US officials say they want to move away from viewing their relations with Middle Eastern countries through the "prism" of the peace process and instead handle each bilateral relationship on its own merits as much as possible.

Gold seems to welcome a revised US approach. "The period of maximum American involvement [in the Israeli-Palestinian dispute] didn't deliver anything - so why should replicating that involvement deliver anything?"

From his perspective, the window of opportunity for peace negotiations that opened after the Gulf War - a period that featured a beaten Iraq, a weakened Iran, and a Russian willingness to take a backseat to US diplomacy - has closed: "Unfortunately those fundamental conditions have been entirely erased by what has transpired in the 1990s and we are in a more difficult position today."

Apart from a peace deal that Israel signed with Jordan in 1994, most of the steps toward a comprehensive regional peace in the 1990s have proven to be a "house of cards," Gold says.
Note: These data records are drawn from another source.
// SPDX-License-Identifier: Apache-2.0
// © James Ross Ω FLYING•ROBOTS <https://github.com/flyingrobots>
//! TTL-driven eviction for the refcache normalized store.
//!
//! The writer reports every committed entity that carries a TTL marker
//! through [`refcache_core::EvictionHook`]. [`EvictionScheduler`] turns those
//! reports into deferred jobs on a [`JobQueue`], keeping at most one job per
//! entity in the common case:
//!
//! - no job yet: add one at the marker time;
//! - a job exists: move it to the marker time in place;
//! - the move fails: add a fallback job shortly in the future;
//! - the marker is `null`: remove the job.
//!
//! Scheduling is best effort. Nothing here can fail a write.
//!
//! [`MemoryJobQueue`] is the in-process queue. Its tick loop runs due jobs and
//! fires a drained signal once the queue empties, which
//! [`EvictionScheduler::install`] wires to a store GC sweep.
#![forbid(unsafe_code)]

mod adapter;
mod clock;
mod queue;

pub use adapter::EvictionScheduler;
pub use clock::{Clock, ManualClock, SystemClock};
pub use queue::{tick_interval, MemoryJobQueue};

use std::future::Future;
use std::sync::Arc;

use serde::{Deserialize, Serialize};
use thiserror::Error;

/// Job kind used for entity eviction.
pub const EVICT_JOB_KIND: &str = "refcache.evict";

/// Queue-assigned job identifier.
pub type JobId = u64;

/// What an eviction job acts on, and when.
#[derive(Clone, Debug, PartialEq, Eq, Serialize, Deserialize)]
pub struct JobPayload {
    /// Entity to remove.
    pub entity_id: String,
    /// Absolute execution time, Unix milliseconds.
    pub execute_at: u64,
}

/// A pending job.
#[derive(Clone, Debug, PartialEq, Eq, Serialize, Deserialize)]
pub struct Job {
    /// Queue-assigned id.
    pub id: JobId,
    /// Handler selector.
    pub kind: String,
    /// Job data.
    pub payload: JobPayload,
}

/// Runs one job.
pub type JobHandler = Arc<dyn Fn(&Job) + Send + Sync>;

/// Receives each batch of executed jobs.
pub type CompletionCallback = Arc<dyn Fn(&[Job]) + Send + Sync>;

/// Fired when a tick leaves the queue empty.
pub type DrainedCallback = Arc<dyn Fn() + Send + Sync>;

/// Errors reported by a [`JobQueue`].
#[derive(Debug, Clone, PartialEq, Eq, Error)]
pub enum QueueError {
    /// The queue no longer accepts work.
    #[error("[QUEUE_CLOSED] job queue is closed")]
    Closed,
    /// No job has the given id.
    #[error("[QUEUE_UNKNOWN_JOB] no job with id {0}")]
    UnknownJob(JobId),
    /// Backend-specific failure.
    #[error("[QUEUE_BACKEND] {0}")]
    Backend(String),
}

/// Deferred-job scheduler consumed by [`EvictionScheduler`].
///
/// Async operations must return `Send` futures so they can run on the
/// adapter's worker task.
pub trait JobQueue: Send + Sync + 'static {
    /// Schedule a job. Returns its id.
    fn add_job(
        &self,
        kind: &str,
        payload: JobPayload,
    ) -> impl Future<Output = Result<JobId, QueueError>> + Send;

    /// Every pending job, in id order.
    fn list_jobs(&self) -> impl Future<Output = Result<Vec<Job>, QueueError>> + Send;

    /// Move `job` to `job.payload.execute_at`. Returns `false` if the queue
    /// declined (for example because the job already ran).
    fn update_job_execution_time(
        &self,
        job: &Job,
    ) -> impl Future<Output = Result<bool, QueueError>> + Send;

    /// Drop a pending job. Returns `false` if it was not pending.
    fn remove_job(&self, id: JobId) -> impl Future<Output = Result<bool, QueueError>> + Send;

    /// Register the handler for jobs of `kind`, replacing any previous one.
    fn register_handler(&self, kind: &str, handler: JobHandler);

    /// Register a callback receiving each batch of executed jobs.
    fn on_complete(&self, callback: CompletionCallback);

    /// Register a callback fired whenever a tick drains the queue.
    fn on_drained(&self, callback: DrainedCallback);
}
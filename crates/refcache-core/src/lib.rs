// SPDX-License-Identifier: Apache-2.0
// © James Ross Ω FLYING•ROBOTS <https://github.com/flyingrobots>
//! Normalizing write path for a reference-based result cache.
//!
//! A nested query result is decomposed into flat entity records addressed by
//! a stable identity. Wherever an identified object would be embedded, a
//! [`Reference`] is stored instead. Records are deep-merged into a
//! [`NormalizedStore`], so repeated writes of the same entity accumulate
//! fields instead of overwriting them.
//!
//! ```text
//! result tree ──▶ StoreWriter ──▶ CachePolicy (identity, fragments, merges)
//!                     │
//!                     ├──▶ NormalizedStore::merge (one call per entity)
//!                     ├──▶ DataLossGuard (development mode only)
//!                     └──▶ EvictionHook (entities with a TTL marker)
//! ```
//!
//! # Determinism Invariant
//!
//! Identities are a pure function of the result object and policy. Records
//! use ordered maps, so a store snapshot is byte-stable for a given sequence
//! of writes.
#![forbid(unsafe_code)]

pub mod config;
mod error;
pub mod guard;
mod incoming;
pub mod merge;
pub mod policy;
pub mod ports;
pub mod selection;
pub mod store;
pub mod value;
mod writer;

pub use config::{
    BuildMode, CacheConfig, ConfigError, ConfigService, ConfigStore, EvictionConfig, LeafValues,
    CONFIG_KEY,
};
pub use error::{PolicyError, WriteError};
pub use guard::{DataLossGuard, DataLossWarning};
pub use merge::{merge_objects, merge_objects_overriding, merge_values, Overrides};
pub use policy::{
    default_data_id, CachePolicy, FieldPolicy, Identity, KeyFields, KeyFn, MergeContext, MergeFn,
    PolicyConfig, TypePolicies, TypePolicy, ROOT_MUTATION, ROOT_QUERY, ROOT_SUBSCRIPTION,
};
pub use ports::{EvictionHook, FreshnessProbe};
pub use selection::{
    Directive, Field, FragmentDefinition, FragmentSpread, InlineFragment, InputValue, Operation,
    OperationKind, QueryDocument, Selection, SelectionSet, VariableDefinition, Variables,
};
pub use store::{field_value, MemoryStore, NormalizedStore};
pub use value::{Reference, StoreObject, StoreValue, REF_KEY, TYPENAME_FIELD};
pub use writer::{StoreWriter, WriteRequest};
But Efraim Inbar, director of the Begin-Sadat Center for Strategic Studies at Bar-Ilan University, contends "it's too harsh to say we had a great moment after 1991 and now it's all over." He says Israelis have largely won acceptance from "the elite in the Arab world," peace deals with Egypt and Jordan continue to hold, and the lack of a peace deal with Syria is "not our fault."

Israel has succeeded in partitioning Palestinians into areas under their own control. "The Palestinians," Dr. Inbar argues, "have never had more to lose."

Staff writer Nicole Gaouette contributed to this report.